Fennel: UnalignedAttributeAccessor Class Reference (original) (raw)
UnalignedAttributeAccessor is similar to AttributeAccessor, except that it provides a by-value access model intended for storing individual data values with maximum compression (hence unaligned), as opposed to the tuple-valued by-reference model of AttributeAccessor. More...

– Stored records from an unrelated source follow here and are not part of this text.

use bevy::prelude::*;

use crate::map::{Map, TileType};
use crate::rng::GameRng;

use super::MapBuilder;

/// An open floor enclosed by a single ring of wall.
pub struct BorderOnlyBuilder {
    width: i32,
    height: i32,
}

impl BorderOnlyBuilder {
    pub fn new(width: i32, height: i32) -> Self {
        Self { width, height }
    }
}

impl MapBuilder for BorderOnlyBuilder {
    fn create_map(&mut self, _rng: &mut GameRng) -> Map {
        let mut map = Map::new(self.width, self.height);
        map.clear(TileType::Floor);

        let rows = [0, self.height - 1];
        let columns = [0, self.width - 1];
        let border: Vec<(i32, i32)> = map
            .tiles_in_rows(&rows)
            .chain(map.tiles_in_columns(&columns))
            .map(|(pos, _)| pos)
            .collect();
        for (x, y) in border {
            map.set(x, y, TileType::Wall);
        }

        debug!("Border only: {} walls", map.count_tiles(TileType::Wall));
        map
    }

    fn name(&self) -> &'static str {
        "Border Only"
    }
}
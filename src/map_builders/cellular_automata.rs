use bevy::prelude::*;
use rand::Rng;
use serde::{Deserialize, Serialize};

use crate::config::{check_dimensions, check_range};
use crate::error::MapGenError;
use crate::map::{Map, TileType};
use crate::regions::connect_all;
use crate::rng::GameRng;

use super::MapBuilder;

#[derive(Clone, Copy, Debug, PartialEq, Eq, Serialize, Deserialize)]
#[serde(default)]
pub struct CellularAutomataSettings {
    /// Percent chance that an interior cell starts open.
    pub fill_probability: i32,
    pub iterations: i32,
    /// Passes that use the big-area rule before switching to nearest neighbours.
    pub big_area_cutoff: i32,
}

impl Default for CellularAutomataSettings {
    fn default() -> Self {
        Self {
            fill_probability: 50,
            iterations: 3,
            big_area_cutoff: 3,
        }
    }
}

impl CellularAutomataSettings {
    pub fn validate(&self, width: i32, height: i32) -> Result<(), MapGenError> {
        check_range("fill_probability", self.fill_probability, 0, 100)?;
        check_range("iterations", self.iterations, 0, i32::MAX)?;
        check_range("big_area_cutoff", self.big_area_cutoff, 0, i32::MAX)?;
        check_dimensions(width, height, 3, 3)
    }
}

/// Walls within `radius` of (x, y), the cell itself excluded.
fn count_walls_near(map: &Map, x: i32, y: i32, radius: i32) -> usize {
    map.tiles_in_square(x, y, radius)
        .filter(|(pos, tile)| *pos != (x, y) && tile.is_blocked())
        .count()
}

/// Random noise smoothed into caves, then stitched into one region.
pub struct CellularAutomataBuilder {
    width: i32,
    height: i32,
    settings: CellularAutomataSettings,
}

impl CellularAutomataBuilder {
    pub fn new(width: i32, height: i32, settings: CellularAutomataSettings) -> Self {
        Self {
            width,
            height,
            settings,
        }
    }

    fn random_fill(&self, map: &mut Map, rng: &mut GameRng) {
        for y in 1..self.height - 1 {
            for x in 1..self.width - 1 {
                if rng.0.gen_range(1..100) < self.settings.fill_probability {
                    map.set(x, y, TileType::Floor);
                } else {
                    map.set(x, y, TileType::Wall);
                }
            }
        }
    }

    /// One generation. Reads `map`, writes the result into a copy.
    fn step(map: &Map, big_area: bool) -> Map {
        let mut next = map.clone();
        for y in 1..map.height - 1 {
            for x in 1..map.width - 1 {
                let near = count_walls_near(map, x, y, 1);
                let wall = if big_area {
                    near >= 5 || count_walls_near(map, x, y, 2) <= 2
                } else {
                    near >= 5
                };
                next.set(x, y, if wall { TileType::Wall } else { TileType::Floor });
            }
        }
        next
    }
}

impl MapBuilder for CellularAutomataBuilder {
    fn create_map(&mut self, rng: &mut GameRng) -> Map {
        let mut map = Map::new(self.width, self.height);
        map.clear(TileType::Wall);

        self.random_fill(&mut map, rng);

        for i in 0..self.settings.iterations {
            map = Self::step(&map, i < self.settings.big_area_cutoff);
        }

        let regions = connect_all(&mut map);
        debug!("Cellular automata: joined {} caves", regions);
        map
    }

    fn name(&self) -> &'static str {
        "Cellular Automata"
    }
}

#[cfg(test)]
mod tests {
    use super::*;
    use crate::regions::find_regions;

    #[test]
    fn counts_clip_at_edges() {
        let mut map = Map::new(5, 5);
        map.clear(TileType::Wall);
        assert_eq!(count_walls_near(&map, 2, 2, 1), 8);
        assert_eq!(count_walls_near(&map, 2, 2, 2), 24);
        assert_eq!(count_walls_near(&map, 0, 0, 1), 3);
        map.clear(TileType::Floor);
        assert_eq!(count_walls_near(&map, 2, 2, 2), 0);
    }

    #[test]
    fn big_area_rule_fills_empty_space() {
        let mut map = Map::new(7, 7);
        map.clear(TileType::Floor);
        map.set(3, 3, TileType::Wall);
        let next = CellularAutomataBuilder::step(&map, true);
        assert_eq!(next.tile_at(3, 3), TileType::Wall);
        let next = CellularAutomataBuilder::step(&map, false);
        assert_eq!(next.tile_at(3, 3), TileType::Floor);
    }

    #[test]
    fn step_leaves_input_untouched() {
        let mut map = Map::new(6, 6);
        map.clear(TileType::Floor);
        let before = map.clone();
        let next = CellularAutomataBuilder::step(&map, true);
        assert_eq!(map, before);
        // Zero walls within radius 2 triggers the big-area wall rule.
        assert_eq!(next.tile_at(2, 2), TileType::Wall);
    }

    #[test]
    fn caves_end_up_connected() {
        let mut rng = GameRng::seeded(4);
        let map = CellularAutomataBuilder::new(60, 40, CellularAutomataSettings::default())
            .create_map(&mut rng);
        assert!(map.count_tiles(TileType::Floor) > 0);
        assert_eq!(find_regions(&map).len(), 1);
        for ((x, y), tile) in map.all_tiles() {
            if map.is_border(x, y) {
                assert_eq!(tile, TileType::Wall);
            }
        }
    }
}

#include <[UnalignedAttributeAccessor.h](UnalignedAttributeAccessor%5F8h-source.html)>
| Public Member Functions | |
|---|---|
| UnalignedAttributeAccessor () | |
| UnalignedAttributeAccessor (TupleAttributeDescriptor const &attrDescriptor) | |
| Creates an accessor for the given attribute descriptor. | |
| void | compute (TupleAttributeDescriptor const &attrDescriptor) |
| Precomputes access for a descriptor. | |
| void | storeValue (TupleDatum const &datum, PBuffer pDataWithLen) const |
| Stores a value by itself, including length information, encoding it into the buffer passed in. | |
| void | loadValue (TupleDatum &datum, PConstBuffer pDataWithLen) const |
| Loads a value from a buffer containing data encoded via storeValue. | |
| TupleStorageByteLength | getStoredByteCount (PConstBuffer pDataWithLen) const |
| Gets the length information corresponding to the data stored in a buffer. | |
| TupleStorageByteLength | getMaxByteCount () const |
| Get the maximum number of bytes required to store any value of the given attribute. | |
| Private Member Functions | |
| void | compressInt64 (TupleDatum const &datum, PBuffer pDest) const |
| Compresses and stores an 8-byte integer by stripping off leading zeros. | |
| void | uncompressInt64 (TupleDatum &datum, PConstBuffer pDataWithLen) const |
| Uncompresses and loads an 8-byte integer, expanding it back to its original 8-byte value. | |
| bool | isInitialized () const |
| Private Attributes | |
| uint | cbStorage |
| bool | omitLengthIndicator |
| bool | isCompressedInt64 |
| Static Private Attributes | |
| static const TupleStorageByteLength | ONE_BYTE_MAX_LENGTH = 127 |
| static const TupleStorageByteLength | TWO_BYTE_MAX_LENGTH = 32767 |
| static const uint8_t | ONE_BYTE_LENGTH_MASK = 0x7f |
| static const uint16_t | TWO_BYTE_LENGTH_MASK1 = 0x7f00 |
| static const uint16_t | TWO_BYTE_LENGTH_MASK2 = 0x00ff |
| static const uint8_t | TWO_BYTE_LENGTH_BIT = 0x80 |
Detailed Description
UnalignedAttributeAccessor is similar to AttributeAccessor, except that it provides a by-value access model intended for storing individual data values with maximum compression (hence unaligned), as opposed to the tuple-valued by-reference model of AttributeAccessor.
Note:
Two methods, storeValue and loadValue, store and load TupleDatum to and from a preallocated buffer. The storage format is different from the marshalled format for a tuple (see TupleAccessor), since there's only one TupleDatum involved and there is no need to store the offset needed for "constant seek time". The storage format depends on the type of the data stored and for variable-width values is prefixed with leading bytes containing the length of the data.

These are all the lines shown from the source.